France.
6th March 1918
My Own Dearest:–
I love you to-day. I think perhaps more than yesterday, my heart’s beating faster anyway. Do you suppose that I would be loving you more? But I could never love you more than I do now. I get waves of love that never subside – and the next one piles on top of it and so on. Last night I went to bed bien early. I have a comfortable bed and I had a book. But the book was poor and despite my comfortable bed I didn’t go to sleep easily. So instead I lay there and had good dreams, mostly about our month that we are going to have. Of course its going to be in the summer and I could like it to be in Ontario. There is a little lake in the Rideau “Sand” lake and it is, I believe the prettiest place I’ve ever seen. We will – so he dreamed – rent a little cottage – there are some beauties and have our month there.

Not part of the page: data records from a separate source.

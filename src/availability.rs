//! Registration and leave-range decisions.
//!
//! Pure checks over values the store already loaded. Counters are never
//! touched here; the store does that when a registration is written.

use chrono::{DateTime, Utc};
use serde::Serialize;
use thiserror::Error;
use uuid::Uuid;

use crate::models::{EventOccurrence, LeaveRequest};

/// Why a registration change was refused.
#[derive(Error, Debug, Clone, Copy, PartialEq, Eq, Serialize)]
#[serde(rename_all = "snake_case")]
pub enum Denial {
    #[error("event is in the past")]
    PastEvent,

    #[error("event is at capacity")]
    AtCapacity,

    #[error("event has already started")]
    EventStarted,

    #[error("already registered for this event")]
    AlreadyRegistered,

    #[error("not registered for this event")]
    NotRegistered,
}

impl Denial {
    pub fn code(self) -> &'static str {
        match self {
            Denial::PastEvent => "past_event",
            Denial::AtCapacity => "at_capacity",
            Denial::EventStarted => "event_started",
            Denial::AlreadyRegistered => "already_registered",
            Denial::NotRegistered => "not_registered",
        }
    }
}

#[derive(Debug, Clone, Copy, PartialEq, Eq, Serialize)]
#[serde(tag = "decision", content = "reason", rename_all = "snake_case")]
pub enum Decision {
    Allowed,
    Denied(Denial),
}

impl Decision {
    pub fn is_allowed(self) -> bool {
        matches!(self, Decision::Allowed)
    }

    pub fn into_result(self) -> Result<(), Denial> {
        match self {
            Decision::Allowed => Ok(()),
            Decision::Denied(denial) => Err(denial),
        }
    }
}

/// Whether a new registration may be taken at `now`.
///
/// Events starting earlier on the current (UTC) day still accept sign-ups.
pub fn check_registration(event: &EventOccurrence, now: DateTime<Utc>) -> Decision {
    if event.start.date_naive() < now.date_naive() {
        return Decision::Denied(Denial::PastEvent);
    }
    match event.capacity {
        Some(capacity) if event.registration_count >= capacity => {
            Decision::Denied(Denial::AtCapacity)
        }
        _ => Decision::Allowed,
    }
}

/// Cancelling is possible until the event starts.
pub fn check_cancellation(event: &EventOccurrence, now: DateTime<Utc>) -> Decision {
    if event.start < now {
        Decision::Denied(Denial::EventStarted)
    } else {
        Decision::Allowed
    }
}

/// A single user's standing for one event.
#[derive(Debug, Clone, Copy, PartialEq, Eq, Serialize)]
#[serde(rename_all = "snake_case")]
pub enum RegistrationState {
    Unregistered,
    Registered,
}

impl RegistrationState {
    pub fn register(self, event: &EventOccurrence, now: DateTime<Utc>) -> Result<Self, Denial> {
        match self {
            RegistrationState::Registered => Err(Denial::AlreadyRegistered),
            RegistrationState::Unregistered => {
                check_registration(event, now).into_result()?;
                Ok(RegistrationState::Registered)
            }
        }
    }

    pub fn cancel(self, event: &EventOccurrence, now: DateTime<Utc>) -> Result<Self, Denial> {
        match self {
            RegistrationState::Unregistered => Err(Denial::NotRegistered),
            RegistrationState::Registered => {
                check_cancellation(event, now).into_result()?;
                Ok(RegistrationState::Unregistered)
            }
        }
    }
}

#[derive(Error, Debug, Clone, Copy, PartialEq, Eq)]
pub enum LeaveRangeError {
    #[error("leave must end after it starts ({start} .. {end})")]
    EndNotAfterStart {
        start: DateTime<Utc>,
        end: DateTime<Utc>,
    },
}

pub fn validate_leave_range(start: DateTime<Utc>, end: DateTime<Utc>) -> Result<(), LeaveRangeError> {
    if end > start {
        Ok(())
    } else {
        Err(LeaveRangeError::EndNotAfterStart { start, end })
    }
}

/// Half-open `[start, end)` overlap; touching ranges do not overlap.
pub fn ranges_overlap<T: PartialOrd>(a: (T, T), b: (T, T)) -> bool {
    a.0 < b.1 && b.0 < a.1
}

/// Pending or approved requests of the same user that overlap `[start, end)`.
pub fn find_leave_conflicts(
    existing: &[LeaveRequest],
    user_id: Uuid,
    start: DateTime<Utc>,
    end: DateTime<Utc>,
) -> Vec<Uuid> {
    existing
        .iter()
        .filter(|l| l.user_id == user_id && l.status.is_active())
        .filter(|l| ranges_overlap((l.start, l.end), (start, end)))
        .map(|l| l.id)
        .collect()
}

#[cfg(test)]
mod tests {
    use super::*;
    use crate::models::LeaveStatus;
    use chrono::{Duration, TimeZone};

    fn now() -> DateTime<Utc> {
        Utc.with_ymd_and_hms(2024, 3, 5, 12, 0, 0).unwrap()
    }

    fn event(start: DateTime<Utc>, capacity: Option<i32>, count: i32) -> EventOccurrence {
        EventOccurrence {
            id: Uuid::new_v4(),
            title: "Lunch & learn".into(),
            start,
            end: start + Duration::hours(1),
            capacity,
            registration_count: count,
        }
    }

    #[test]
    fn full_event_tomorrow_is_at_capacity() {
        let e = event(now() + Duration::days(1), Some(10), 10);
        assert_eq!(check_registration(&e, now()), Decision::Denied(Denial::AtCapacity));
    }

    #[test]
    fn uncapped_event_is_always_open() {
        let e = event(now() + Duration::days(1), None, 10_000);
        assert!(check_registration(&e, now()).is_allowed());
    }

    #[test]
    fn capacity_boundary() {
        let tomorrow = now() + Duration::days(1);
        assert!(check_registration(&event(tomorrow, Some(10), 9), now()).is_allowed());
        assert!(!check_registration(&event(tomorrow, Some(10), 11), now()).is_allowed());
    }

    #[test]
    fn same_day_start_is_still_open() {
        let this_morning = Utc.with_ymd_and_hms(2024, 3, 5, 8, 0, 0).unwrap();
        assert!(check_registration(&event(this_morning, None, 0), now()).is_allowed());
    }

    #[test]
    fn yesterday_is_past() {
        let e = event(now() - Duration::days(1), Some(10), 0);
        assert_eq!(check_registration(&e, now()), Decision::Denied(Denial::PastEvent));
    }

    #[test]
    fn past_check_comes_before_capacity() {
        let e = event(now() - Duration::days(2), Some(1), 1);
        assert_eq!(check_registration(&e, now()), Decision::Denied(Denial::PastEvent));
    }

    #[test]
    fn cancellation_blocked_once_started() {
        let started = event(now() - Duration::minutes(1), None, 1);
        let upcoming = event(now() + Duration::minutes(1), None, 1);
        assert_eq!(check_cancellation(&started, now()), Decision::Denied(Denial::EventStarted));
        assert!(check_cancellation(&upcoming, now()).is_allowed());
    }

    #[test]
    fn registration_state_machine() {
        let e = event(now() + Duration::days(1), Some(5), 0);
        let state = RegistrationState::Unregistered;

        let state = state.register(&e, now()).unwrap();
        assert_eq!(state, RegistrationState::Registered);
        assert_eq!(state.register(&e, now()), Err(Denial::AlreadyRegistered));

        let state = state.cancel(&e, now()).unwrap();
        assert_eq!(state, RegistrationState::Unregistered);
        assert_eq!(state.cancel(&e, now()), Err(Denial::NotRegistered));

        let later = e.start + Duration::minutes(5);
        assert_eq!(
            RegistrationState::Registered.cancel(&e, later),
            Err(Denial::EventStarted)
        );
    }

    #[test]
    fn decision_serializes_with_reason() {
        assert_eq!(
            serde_json::to_value(Decision::Denied(Denial::AtCapacity)).unwrap(),
            serde_json::json!({"decision": "denied", "reason": "at_capacity"})
        );
        assert_eq!(
            serde_json::to_value(Decision::Allowed).unwrap(),
            serde_json::json!({"decision": "allowed"})
        );
    }

    #[test]
    fn leave_range_must_be_positive() {
        assert!(validate_leave_range(now(), now() + Duration::hours(1)).is_ok());
        assert!(validate_leave_range(now(), now()).is_err());
        assert!(validate_leave_range(now(), now() - Duration::days(1)).is_err());
    }

    #[test]
    fn overlap_is_half_open() {
        assert!(ranges_overlap((1, 5), (4, 8)));
        assert!(ranges_overlap((1, 10), (3, 4)));
        assert!(!ranges_overlap((1, 5), (5, 8)));
        assert!(!ranges_overlap((6, 8), (1, 5)));
    }

    #[test]
    fn leave_conflicts_ignore_rejected_and_other_users() {
        let user = Uuid::new_v4();
        let leave = |owner: Uuid, days: (i64, i64), status| LeaveRequest {
            id: Uuid::new_v4(),
            user_id: owner,
            start: now() + Duration::days(days.0),
            end: now() + Duration::days(days.1),
            reason: None,
            status,
            created_at: now(),
        };
        let existing = vec![
            leave(user, (1, 3), LeaveStatus::Approved),
            leave(user, (2, 4), LeaveStatus::Rejected),
            leave(Uuid::new_v4(), (1, 5), LeaveStatus::Pending),
            leave(user, (10, 12), LeaveStatus::Pending),
        ];

        let conflicts =
            find_leave_conflicts(&existing, user, now() + Duration::days(2), now() + Duration::days(11));
        assert_eq!(conflicts, vec![existing[0].id, existing[3].id]);

        let none = find_leave_conflicts(&existing, user, now() + Duration::days(3), now() + Duration::days(10));
        assert!(none.is_empty());
    }
}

This is only one scheme I have had hundreds – all good. But really I do not care where we are just so long as I have you all to myself. I’m a stingy devil when you think it over, I want you all to myself all the time.
To-morrow I am going to ride over to the town we were in last December, with Charley Holmes. It isn’t very far – it wouldn’t need to be, as it is I’ll probably be pretty sore – and it won’t be my feet. There are good baths over there and I need a bath badly.
I didn’t get any letter to-day. Probably that’s the reason I am even more uninteresting than usual. I don’t seem to get over being acutely lonesome. Before I had myself fooled into some sort of a state which I persuaded myself was contentment but now its hopeless. But I love you Dearest and you love me so I should be contented.
Your own Ross qui t’aime toujours
Part of any rest was a bath parade, ideally once a week, sometimes only monthly. Facilities ranged from former breweries with open vats to the elegantly tiled minehead showers near Vimy Ridge [see Ross’s letter of Nov. 25, 1917] where the men were crowded three to a stall. Many baths were housed in prefabricated metal huts where the winter wind whistled and water froze on the duckboards. Rusty nozzles emitted a few minutes of warm water, stopped for men to soap themselves and gushed a few more minutes of cold water, leaving the shivering men to dry themselves with a dirty towel or a flannel shirttail. Medical officers insisted that hot showers would be “enervating.”
“Imagine a watering can with all the holes but three blocked up, spraying tepid water for three minutes in a room without doors or windows, and a cold windy day,” Garnet Durham explained. A detail of men could be processed in thirty minutes. They were soon lousy again. Most baths included a laundry where Belgian refugee women washed, sorted, and sometimes repaired socks, shirts, and underwear. Attendants tossed “clean” clothes to shivering soldiers as they emerged. Sharp-eyed soldiers spotted the larvae that remained in the seams of flannel shirts and woollen drawers. In 1918, when lice were finally identified as the carriers of trench fever, a pair of Canadian medical officers finally had their ideas on effective disinfection adopted, and both baths and disinfection improved.